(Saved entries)
——
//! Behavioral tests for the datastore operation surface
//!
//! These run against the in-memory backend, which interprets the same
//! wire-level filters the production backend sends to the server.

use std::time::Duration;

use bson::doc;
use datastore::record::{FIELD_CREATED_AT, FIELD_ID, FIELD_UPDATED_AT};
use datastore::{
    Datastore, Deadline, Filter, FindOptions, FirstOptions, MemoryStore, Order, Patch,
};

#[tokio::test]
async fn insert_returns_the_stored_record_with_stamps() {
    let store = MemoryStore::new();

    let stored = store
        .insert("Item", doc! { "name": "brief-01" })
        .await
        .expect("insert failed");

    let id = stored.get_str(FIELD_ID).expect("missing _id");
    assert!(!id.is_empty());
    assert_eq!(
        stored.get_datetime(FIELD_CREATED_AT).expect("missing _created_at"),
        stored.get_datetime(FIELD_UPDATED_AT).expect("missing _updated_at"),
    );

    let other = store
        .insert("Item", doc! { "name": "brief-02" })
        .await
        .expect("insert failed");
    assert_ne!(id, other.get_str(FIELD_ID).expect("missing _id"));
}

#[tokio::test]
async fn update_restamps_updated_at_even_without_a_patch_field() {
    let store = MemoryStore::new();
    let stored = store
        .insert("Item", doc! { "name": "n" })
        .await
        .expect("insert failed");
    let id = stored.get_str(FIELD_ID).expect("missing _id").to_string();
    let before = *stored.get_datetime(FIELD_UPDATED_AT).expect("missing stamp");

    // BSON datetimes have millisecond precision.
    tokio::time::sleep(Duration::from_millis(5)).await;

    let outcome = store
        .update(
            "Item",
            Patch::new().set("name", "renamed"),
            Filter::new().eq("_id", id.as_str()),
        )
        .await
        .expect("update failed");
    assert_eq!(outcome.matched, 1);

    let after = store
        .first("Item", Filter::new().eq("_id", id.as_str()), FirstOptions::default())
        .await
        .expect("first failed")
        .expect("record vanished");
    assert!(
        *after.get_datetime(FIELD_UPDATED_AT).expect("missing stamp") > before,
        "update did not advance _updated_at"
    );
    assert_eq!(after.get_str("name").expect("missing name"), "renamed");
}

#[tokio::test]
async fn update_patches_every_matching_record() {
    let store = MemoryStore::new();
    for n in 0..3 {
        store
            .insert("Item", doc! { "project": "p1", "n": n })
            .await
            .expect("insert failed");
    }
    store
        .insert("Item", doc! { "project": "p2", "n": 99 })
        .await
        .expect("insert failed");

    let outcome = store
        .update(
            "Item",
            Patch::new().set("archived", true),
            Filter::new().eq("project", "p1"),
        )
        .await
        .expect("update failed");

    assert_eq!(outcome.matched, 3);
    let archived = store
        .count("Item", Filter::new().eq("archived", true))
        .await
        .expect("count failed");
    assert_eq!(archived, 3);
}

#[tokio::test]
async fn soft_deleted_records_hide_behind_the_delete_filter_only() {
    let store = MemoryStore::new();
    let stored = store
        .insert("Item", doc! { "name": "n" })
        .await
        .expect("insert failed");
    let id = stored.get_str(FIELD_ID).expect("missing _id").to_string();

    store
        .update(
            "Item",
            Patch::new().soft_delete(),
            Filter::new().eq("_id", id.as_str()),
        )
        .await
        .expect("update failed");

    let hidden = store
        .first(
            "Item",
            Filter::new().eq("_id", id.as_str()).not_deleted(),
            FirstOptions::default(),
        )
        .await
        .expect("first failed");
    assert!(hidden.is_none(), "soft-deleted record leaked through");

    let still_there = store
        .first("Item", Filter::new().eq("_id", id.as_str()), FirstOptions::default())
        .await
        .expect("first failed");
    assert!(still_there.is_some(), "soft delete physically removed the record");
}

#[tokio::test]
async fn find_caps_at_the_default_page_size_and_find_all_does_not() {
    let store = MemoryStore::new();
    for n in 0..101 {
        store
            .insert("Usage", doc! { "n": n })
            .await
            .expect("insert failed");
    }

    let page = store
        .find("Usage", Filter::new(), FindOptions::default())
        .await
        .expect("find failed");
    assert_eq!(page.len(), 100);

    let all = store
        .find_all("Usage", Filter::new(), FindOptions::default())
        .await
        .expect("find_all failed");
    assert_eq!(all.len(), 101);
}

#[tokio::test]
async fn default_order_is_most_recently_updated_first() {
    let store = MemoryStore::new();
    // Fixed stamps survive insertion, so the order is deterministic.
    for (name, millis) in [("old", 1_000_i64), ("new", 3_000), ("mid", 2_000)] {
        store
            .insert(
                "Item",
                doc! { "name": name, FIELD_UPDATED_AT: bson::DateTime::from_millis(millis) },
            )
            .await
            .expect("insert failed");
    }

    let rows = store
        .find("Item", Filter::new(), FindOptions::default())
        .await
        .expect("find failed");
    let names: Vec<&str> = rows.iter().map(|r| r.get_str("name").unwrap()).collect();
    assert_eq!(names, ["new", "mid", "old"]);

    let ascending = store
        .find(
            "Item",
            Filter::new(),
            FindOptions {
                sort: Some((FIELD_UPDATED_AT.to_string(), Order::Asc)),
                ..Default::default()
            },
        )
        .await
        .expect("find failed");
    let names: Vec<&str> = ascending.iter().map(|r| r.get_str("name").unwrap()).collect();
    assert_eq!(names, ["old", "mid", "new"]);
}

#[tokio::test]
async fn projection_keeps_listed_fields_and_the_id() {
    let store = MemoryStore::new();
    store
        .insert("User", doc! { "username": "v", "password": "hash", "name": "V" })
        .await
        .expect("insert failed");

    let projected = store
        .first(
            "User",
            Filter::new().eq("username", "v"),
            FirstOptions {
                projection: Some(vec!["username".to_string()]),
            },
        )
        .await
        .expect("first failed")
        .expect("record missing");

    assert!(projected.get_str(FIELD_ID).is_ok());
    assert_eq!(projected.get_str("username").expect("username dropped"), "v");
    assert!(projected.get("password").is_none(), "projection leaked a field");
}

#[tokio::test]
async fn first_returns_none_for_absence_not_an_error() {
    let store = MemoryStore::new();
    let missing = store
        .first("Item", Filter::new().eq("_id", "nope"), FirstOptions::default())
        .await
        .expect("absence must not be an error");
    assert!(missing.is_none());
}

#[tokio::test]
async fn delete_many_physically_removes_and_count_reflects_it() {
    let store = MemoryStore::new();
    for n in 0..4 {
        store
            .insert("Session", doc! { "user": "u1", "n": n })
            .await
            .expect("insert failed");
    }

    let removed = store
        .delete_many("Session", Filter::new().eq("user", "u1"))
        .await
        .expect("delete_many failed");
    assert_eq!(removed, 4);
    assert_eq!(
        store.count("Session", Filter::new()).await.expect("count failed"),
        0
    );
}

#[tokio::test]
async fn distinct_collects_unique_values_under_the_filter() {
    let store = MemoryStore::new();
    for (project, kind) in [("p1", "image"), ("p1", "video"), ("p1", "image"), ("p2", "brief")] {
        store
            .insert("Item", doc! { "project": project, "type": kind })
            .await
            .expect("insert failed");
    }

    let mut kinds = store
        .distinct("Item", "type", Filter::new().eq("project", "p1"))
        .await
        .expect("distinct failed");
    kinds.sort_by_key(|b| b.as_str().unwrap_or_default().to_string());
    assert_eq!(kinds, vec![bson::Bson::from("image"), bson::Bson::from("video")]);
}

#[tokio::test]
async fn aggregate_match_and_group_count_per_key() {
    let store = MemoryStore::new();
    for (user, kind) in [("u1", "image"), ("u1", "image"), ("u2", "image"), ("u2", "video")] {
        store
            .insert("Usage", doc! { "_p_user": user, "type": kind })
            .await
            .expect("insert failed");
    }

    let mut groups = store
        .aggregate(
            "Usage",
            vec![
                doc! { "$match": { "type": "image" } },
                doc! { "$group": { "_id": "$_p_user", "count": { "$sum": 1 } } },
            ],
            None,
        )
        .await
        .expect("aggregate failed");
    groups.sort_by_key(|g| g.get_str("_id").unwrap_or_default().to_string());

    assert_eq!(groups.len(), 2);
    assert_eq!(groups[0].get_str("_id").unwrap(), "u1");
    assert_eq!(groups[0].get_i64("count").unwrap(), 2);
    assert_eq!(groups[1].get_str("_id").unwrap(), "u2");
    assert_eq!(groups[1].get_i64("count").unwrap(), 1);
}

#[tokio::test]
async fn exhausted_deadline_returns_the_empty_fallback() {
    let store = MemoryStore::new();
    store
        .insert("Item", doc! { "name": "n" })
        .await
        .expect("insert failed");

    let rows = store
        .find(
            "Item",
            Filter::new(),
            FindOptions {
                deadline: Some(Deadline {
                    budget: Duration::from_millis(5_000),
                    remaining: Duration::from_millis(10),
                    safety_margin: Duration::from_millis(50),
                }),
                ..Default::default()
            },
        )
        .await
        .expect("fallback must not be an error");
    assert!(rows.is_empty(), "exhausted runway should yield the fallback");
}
——
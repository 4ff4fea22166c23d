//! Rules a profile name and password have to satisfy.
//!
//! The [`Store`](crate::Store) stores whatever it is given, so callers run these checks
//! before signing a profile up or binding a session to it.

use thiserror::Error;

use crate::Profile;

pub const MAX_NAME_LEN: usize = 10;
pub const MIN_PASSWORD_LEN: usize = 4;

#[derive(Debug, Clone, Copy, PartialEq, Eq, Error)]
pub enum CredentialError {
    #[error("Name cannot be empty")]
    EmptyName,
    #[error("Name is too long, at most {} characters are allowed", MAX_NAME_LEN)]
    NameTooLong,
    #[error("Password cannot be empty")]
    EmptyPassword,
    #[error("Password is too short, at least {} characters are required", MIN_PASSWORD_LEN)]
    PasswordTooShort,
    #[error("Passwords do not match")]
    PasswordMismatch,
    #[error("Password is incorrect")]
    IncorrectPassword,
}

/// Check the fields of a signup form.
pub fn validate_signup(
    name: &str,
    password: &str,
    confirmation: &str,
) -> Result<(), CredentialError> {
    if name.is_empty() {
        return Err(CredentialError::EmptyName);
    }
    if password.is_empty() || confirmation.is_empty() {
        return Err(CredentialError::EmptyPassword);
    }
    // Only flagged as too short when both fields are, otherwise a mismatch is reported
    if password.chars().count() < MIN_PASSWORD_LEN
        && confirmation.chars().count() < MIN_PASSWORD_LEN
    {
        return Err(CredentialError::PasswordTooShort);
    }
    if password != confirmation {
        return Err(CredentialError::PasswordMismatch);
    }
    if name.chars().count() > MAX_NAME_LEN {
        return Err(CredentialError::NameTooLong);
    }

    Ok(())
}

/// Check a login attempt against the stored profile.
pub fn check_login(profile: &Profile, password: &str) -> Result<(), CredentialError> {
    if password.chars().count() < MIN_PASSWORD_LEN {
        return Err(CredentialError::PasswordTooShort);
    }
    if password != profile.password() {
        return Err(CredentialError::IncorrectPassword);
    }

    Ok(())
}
——
▶ [YOUR INSTRUCTIONS] In the entries above, find the line holding "datastore operation surface" and the line holding "use bson::doc;"; print both of them and every line between, exactly, and nothing else.

▶ [TASK OUTPUT]
//! Behavioral tests for the datastore operation surface
//!
//! These run against the in-memory backend, which interprets the same
//! wire-level filters the production backend sends to the server.

use std::time::Duration;

use bson::doc;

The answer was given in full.